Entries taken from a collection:
+ + + + + + +

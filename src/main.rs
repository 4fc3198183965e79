//! `chatlab` — command-line host for the ingestion/query core.
//!
//! Every subcommand goes through the worker request surface, so the CLI
//! doubles as an end-to-end exercise of the same protocol the desktop
//! shell speaks. `chatlab serve` exposes that protocol directly as an
//! NDJSON loop on stdin/stdout.

use std::io::BufRead;
use std::path::PathBuf;

use anyhow::{Context, Result};
use clap::{Parser, Subcommand};
use serde_json::json;
use tracing_subscriber::EnvFilter;

use chatlab_core::worker::{ProgressEvent, Request, Response, Worker};
use chatlab_core::{AppDirs, Settings};

#[derive(Parser)]
#[command(name = "chatlab")]
#[command(version)]
#[command(about = "Chat-export ingestion, merge, and analytics")]
struct Cli {
    /// Application data root (default: ~/Documents/ChatLab, or $CHATLAB_ROOT)
    #[arg(long, global = true)]
    root: Option<PathBuf>,

    #[command(subcommand)]
    command: Command,
}

#[derive(Subcommand)]
enum Command {
    /// Import an export file as a new session
    Import {
        file: PathBuf,
    },
    /// Show what a file would import, without writing
    Info {
        file: PathBuf,
    },
    /// List sessions
    Sessions,
    /// Rename a session
    Rename {
        session: String,
        name: String,
    },
    /// Delete a session and its store
    Delete {
        session: String,
    },
    /// List members of a session
    Members {
        session: String,
    },
    /// Run a query operation (e.g. memberActivity, hourly, laugh)
    Query {
        session: String,
        operation: String,
        #[arg(long)]
        start_ts: Option<i64>,
        #[arg(long)]
        end_ts: Option<i64>,
        #[arg(long)]
        member_id: Option<i64>,
    },
    /// Search messages by keyword OR-group
    Search {
        session: String,
        keywords: Vec<String>,
        #[arg(long)]
        limit: Option<usize>,
    },
    /// Execute a read-only SQL statement against a session store
    Sql {
        session: String,
        query: String,
    },
    /// Build (or rebuild) the session index
    Index {
        session: String,
        #[arg(long)]
        gap: Option<i64>,
    },
    /// Check sources for merge conflicts
    MergeCheck {
        files: Vec<PathBuf>,
    },
    /// Merge sources into a canonical export
    Merge {
        files: Vec<PathBuf>,
        /// Import the merged export as a new session
        #[arg(long)]
        reimport: bool,
    },
    /// Check or run schema migrations
    Migrate {
        #[arg(long)]
        check: bool,
    },
    /// Serve the worker protocol as NDJSON on stdin/stdout
    Serve,
}

fn main() -> Result<()> {
    tracing_subscriber::fmt()
        .with_env_filter(EnvFilter::try_from_default_env().unwrap_or_else(|_| "warn".into()))
        .with_writer(std::io::stderr)
        .init();

    let cli = Cli::parse();
    let root = cli
        .root
        .or_else(|| std::env::var("CHATLAB_ROOT").ok().map(PathBuf::from))
        .unwrap_or_else(AppDirs::default_root);
    let dirs = AppDirs::new(root)?;
    let settings = Settings::load(&dirs);
    let worker = Worker::spawn(dirs, settings)?;

    match cli.command {
        Command::Import { file } => submit_with_progress(
            &worker,
            request("import.stream", json!({"path": path_str(&file)?}))?,
        ),
        Command::Info { file } => submit(
            &worker,
            request("import.parseFileInfo", json!({"path": path_str(&file)?}))?,
        ),
        Command::Sessions => submit(&worker, request_bare("session.getAll")?),
        Command::Rename { session, name } => submit(
            &worker,
            request("session.rename", json!({"sessionId": session, "name": name}))?,
        ),
        Command::Delete { session } => submit(
            &worker,
            request("session.delete", json!({"sessionId": session}))?,
        ),
        Command::Members { session } => submit(
            &worker,
            request("member.list", json!({"sessionId": session}))?,
        ),
        Command::Query {
            session,
            operation,
            start_ts,
            end_ts,
            member_id,
        } => {
            let filter = json!({"startTs": start_ts, "endTs": end_ts, "memberId": member_id});
            submit(
                &worker,
                request(
                    &format!("query.{operation}"),
                    json!({"sessionId": session, "filter": filter}),
                )?,
            )
        }
        Command::Search {
            session,
            keywords,
            limit,
        } => submit(
            &worker,
            request(
                "msg.search",
                json!({"sessionId": session, "keywords": keywords, "limit": limit}),
            )?,
        ),
        Command::Sql { session, query } => submit(
            &worker,
            request("sql.execute", json!({"sessionId": session, "sql": query}))?,
        ),
        Command::Index { session, gap } => submit(
            &worker,
            request(
                "session.generateIndex",
                json!({"sessionId": session, "gapSeconds": gap}),
            )?,
        ),
        Command::MergeCheck { files } => submit(
            &worker,
            request("merge.checkConflicts", json!({"paths": paths(&files)?}))?,
        ),
        Command::Merge { files, reimport } => submit_with_progress(
            &worker,
            request(
                "merge.mergeFiles",
                json!({"paths": paths(&files)?, "reimport": reimport}),
            )?,
        ),
        Command::Migrate { check } => {
            let op = if check { "migration.check" } else { "migration.run" };
            submit(&worker, request_bare(op)?)
        }
        Command::Serve => serve(&worker),
    }
}

fn path_str(path: &PathBuf) -> Result<String> {
    Ok(path
        .canonicalize()
        .with_context(|| format!("no such file: {}", path.display()))?
        .to_string_lossy()
        .into_owned())
}

fn paths(files: &[PathBuf]) -> Result<Vec<String>> {
    files.iter().map(path_str).collect()
}

fn request(op: &str, payload: serde_json::Value) -> Result<Request> {
    let id = uuid::Uuid::new_v4().simple().to_string();
    Ok(serde_json::from_value(
        json!({"id": id, "op": op, "payload": payload}),
    )?)
}

fn request_bare(op: &str) -> Result<Request> {
    let id = uuid::Uuid::new_v4().simple().to_string();
    Ok(serde_json::from_value(json!({"id": id, "op": op}))?)
}

fn print_response(response: &Response) -> Result<()> {
    println!("{}", serde_json::to_string_pretty(response)?);
    if response.ok {
        Ok(())
    } else {
        std::process::exit(1);
    }
}

fn submit(worker: &Worker, request: Request) -> Result<()> {
    let response = worker.submit(request);
    print_response(&response)
}

fn submit_with_progress(worker: &Worker, request: Request) -> Result<()> {
    let (tx, rx) = crossbeam_channel::unbounded::<ProgressEvent>();
    let drain = std::thread::spawn(move || {
        for event in rx {
            eprintln!(
                "[{}] {:?} {}% ({} messages)",
                event.id,
                event.progress.stage,
                event.progress.percentage,
                event.progress.messages_processed
            );
        }
    });
    let response = worker.submit_with(request, Some(tx), chatlab_core::AbortToken::new());
    let _ = drain.join();
    print_response(&response)
}

/// NDJSON protocol loop: one request per stdin line, responses and
/// progress events on stdout.
fn serve(worker: &Worker) -> Result<()> {
    let stdin = std::io::stdin();
    for line in stdin.lock().lines() {
        let line = line?;
        if line.trim().is_empty() {
            continue;
        }
        let request: Request = match serde_json::from_str(&line) {
            Ok(req) => req,
            Err(e) => {
                println!(
                    "{}",
                    json!({"id": null, "ok": false, "error": {"code": "parse_error", "message": e.to_string()}})
                );
                continue;
            }
        };

        let (tx, rx) = crossbeam_channel::unbounded::<ProgressEvent>();
        let printer = std::thread::spawn(move || {
            for event in rx {
                match serde_json::to_string(&event) {
                    Ok(line) => println!("{line}"),
                    Err(_) => {}
                }
            }
        });
        let response = worker.submit_with(request, Some(tx), chatlab_core::AbortToken::new());
        let _ = printer.join();
        println!("{}", serde_json::to_string(&response)?);
    }
    Ok(())
}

+ + + + + + +

Word for word, copy out the records.

filename src/main.rs
repository 4fc3198183965e79
//! `chatlab` — command-line host for the ingestion/query core.
//!
//! Every subcommand goes through the worker request surface, so the CLI
//! doubles as an end-to-end exercise of the same protocol the desktop
//! shell speaks. `chatlab serve` exposes that protocol directly as an
//! NDJSON loop on stdin/stdout.

use std::io::BufRead;
use std::path::PathBuf;

use anyhow::{Context, Result};
use clap::{Parser, Subcommand};
use serde_json::json;
use tracing_subscriber::EnvFilter;

use chatlab_core::worker::{ProgressEvent, Request, Response, Worker};
use chatlab_core::{AppDirs, Settings};

#[derive(Parser)]
#[command(name = "chatlab")]
#[command(version)]
#[command(about = "Chat-export ingestion, merge, and analytics")]
struct Cli {
    /// Application data root (default: ~/Documents/ChatLab, or $CHATLAB_ROOT)
    #[arg(long, global = true)]
    root: Option<PathBuf>,

    #[command(subcommand)]
    command: Command,
}

#[derive(Subcommand)]
enum Command {
    /// Import an export file as a new session
    Import {
        file: PathBuf,
    },
    /// Show what a file would import, without writing
    Info {
        file: PathBuf,
    },
    /// List sessions
    Sessions,
    /// Rename a session
    Rename {
        session: String,
        name: String,
    },
    /// Delete a session and its store
    Delete {
        session: String,
    },
    /// List members of a session
    Members {
        session: String,
    },
    /// Run a query operation (e.g. memberActivity, hourly, laugh)
    Query {
        session: String,
        operation: String,
        #[arg(long)]
        start_ts: Option<i64>,
        #[arg(long)]
        end_ts: Option<i64>,
        #[arg(long)]
        member_id: Option<i64>,
    },
    /// Search messages by keyword OR-group
    Search {
        session: String,
        keywords: Vec<String>,
        #[arg(long)]
        limit: Option<usize>,
    },
    /// Execute a read-only SQL statement against a session store
    Sql {
        session: String,
        query: String,
    },
    /// Build (or rebuild) the session index
    Index {
        session: String,
        #[arg(long)]
        gap: Option<i64>,
    },
    /// Check sources for merge conflicts
    MergeCheck {
        files: Vec<PathBuf>,
    },
    /// Merge sources into a canonical export
    Merge {
        files: Vec<PathBuf>,
        /// Import the merged export as a new session
        #[arg(long)]
        reimport: bool,
    },
    /// Check or run schema migrations
    Migrate {
        #[arg(long)]
        check: bool,
    },
    /// Serve the worker protocol as NDJSON on stdin/stdout
    Serve,
}

fn main() -> Result<()> {
    tracing_subscriber::fmt()
        .with_env_filter(EnvFilter::try_from_default_env().unwrap_or_else(|_| "warn".into()))
        .with_writer(std::io::stderr)
        .init();

    let cli = Cli::parse();
    let root = cli
        .root
        .or_else(|| std::env::var("CHATLAB_ROOT").ok().map(PathBuf::from))
        .unwrap_or_else(AppDirs::default_root);
    let dirs = AppDirs::new(root)?;
    let settings = Settings::load(&dirs);
    let worker = Worker::spawn(dirs, settings)?;

    match cli.command {
        Command::Import { file } => submit_with_progress(
            &worker,
            request("import.stream", json!({"path": path_str(&file)?}))?,
        ),
        Command::Info { file } => submit(
            &worker,
            request("import.parseFileInfo", json!({"path": path_str(&file)?}))?,
        ),
        Command::Sessions => submit(&worker, request_bare("session.getAll")?),
        Command::Rename { session, name } => submit(
            &worker,
            request("session.rename", json!({"sessionId": session, "name": name}))?,
        ),
        Command::Delete { session } => submit(
            &worker,
            request("session.delete", json!({"sessionId": session}))?,
        ),
        Command::Members { session } => submit(
            &worker,
            request("member.list", json!({"sessionId": session}))?,
        ),
        Command::Query {
            session,
            operation,
            start_ts,
            end_ts,
            member_id,
        } => {
            let filter = json!({"startTs": start_ts, "endTs": end_ts, "memberId": member_id});
            submit(
                &worker,
                request(
                    &format!("query.{operation}"),
                    json!({"sessionId": session, "filter": filter}),
                )?,
            )
        }
        Command::Search {
            session,
            keywords,
            limit,
        } => submit(
            &worker,
            request(
                "msg.search",
                json!({"sessionId": session, "keywords": keywords, "limit": limit}),
            )?,
        ),
        Command::Sql { session, query } => submit(
            &worker,
            request("sql.execute", json!({"sessionId": session, "sql": query}))?,
        ),
        Command::Index { session, gap } => submit(
            &worker,
            request(
                "session.generateIndex",
                json!({"sessionId": session, "gapSeconds": gap}),
            )?,
        ),
        Command::MergeCheck { files } => submit(
            &worker,
            request("merge.checkConflicts", json!({"paths": paths(&files)?}))?,
        ),
        Command::Merge { files, reimport } => submit_with_progress(
            &worker,
            request(
                "merge.mergeFiles",
                json!({"paths": paths(&files)?, "reimport": reimport}),
            )?,
        ),
        Command::Migrate { check } => {
            let op = if check { "migration.check" } else { "migration.run" };
            submit(&worker, request_bare(op)?)
        }
        Command::Serve => serve(&worker),
    }
}

fn path_str(path: &PathBuf) -> Result<String> {
    Ok(path
        .canonicalize()
        .with_context(|| format!("no such file: {}", path.display()))?
        .to_string_lossy()
        .into_owned())
}

fn paths(files: &[PathBuf]) -> Result<Vec<String>> {
    files.iter().map(path_str).collect()
}

fn request(op: &str, payload: serde_json::Value) -> Result<Request> {
    let id = uuid::Uuid::new_v4().simple().to_string();
    Ok(serde_json::from_value(
        json!({"id": id, "op": op, "payload": payload}),
    )?)
}

fn request_bare(op: &str) -> Result<Request> {
    let id = uuid::Uuid::new_v4().simple().to_string();
    Ok(serde_json::from_value(json!({"id": id, "op": op}))?)
}

fn print_response(response: &Response) -> Result<()> {
    println!("{}", serde_json::to_string_pretty(response)?);
    if response.ok {
        Ok(())
    } else {
        std::process::exit(1);
    }
}

fn submit(worker: &Worker, request: Request) -> Result<()> {
    let response = worker.submit(request);
    print_response(&response)
}

fn submit_with_progress(worker: &Worker, request: Request) -> Result<()> {
    let (tx, rx) = crossbeam_channel::unbounded::<ProgressEvent>();
    let drain = std::thread::spawn(move || {
        for event in rx {
            eprintln!(
                "[{}] {:?} {}% ({} messages)",
                event.id,
                event.progress.stage,
                event.progress.percentage,
                event.progress.messages_processed
            );
        }
    });
    let response = worker.submit_with(request, Some(tx), chatlab_core::AbortToken::new());
    let _ = drain.join();
    print_response(&response)
}

/// NDJSON protocol loop: one request per stdin line, responses and
/// progress events on stdout.
fn serve(worker: &Worker) -> Result<()> {
    let stdin = std::io::stdin();
    for line in stdin.lock().lines() {
        let line = line?;
        if line.trim().is_empty() {
            continue;
        }
        let request: Request = match serde_json::from_str(&line) {
            Ok(req) => req,
            Err(e) => {
                println!(
                    "{}",
                    json!({"id": null, "ok": false, "error": {"code": "parse_error", "message": e.to_string()}})
                );
                continue;
            }
        };

        let (tx, rx) = crossbeam_channel::unbounded::<ProgressEvent>();
        let printer = std::thread::spawn(move || {
            for event in rx {
                match serde_json::to_string(&event) {
                    Ok(line) => println!("{line}"),
                    Err(_) => {}
                }
            }
        });
        let response = worker.submit_with(request, Some(tx), chatlab_core::AbortToken::new());
        let _ = printer.join();
        println!("{}", serde_json::to_string(&response)?);
    }
    Ok(())
}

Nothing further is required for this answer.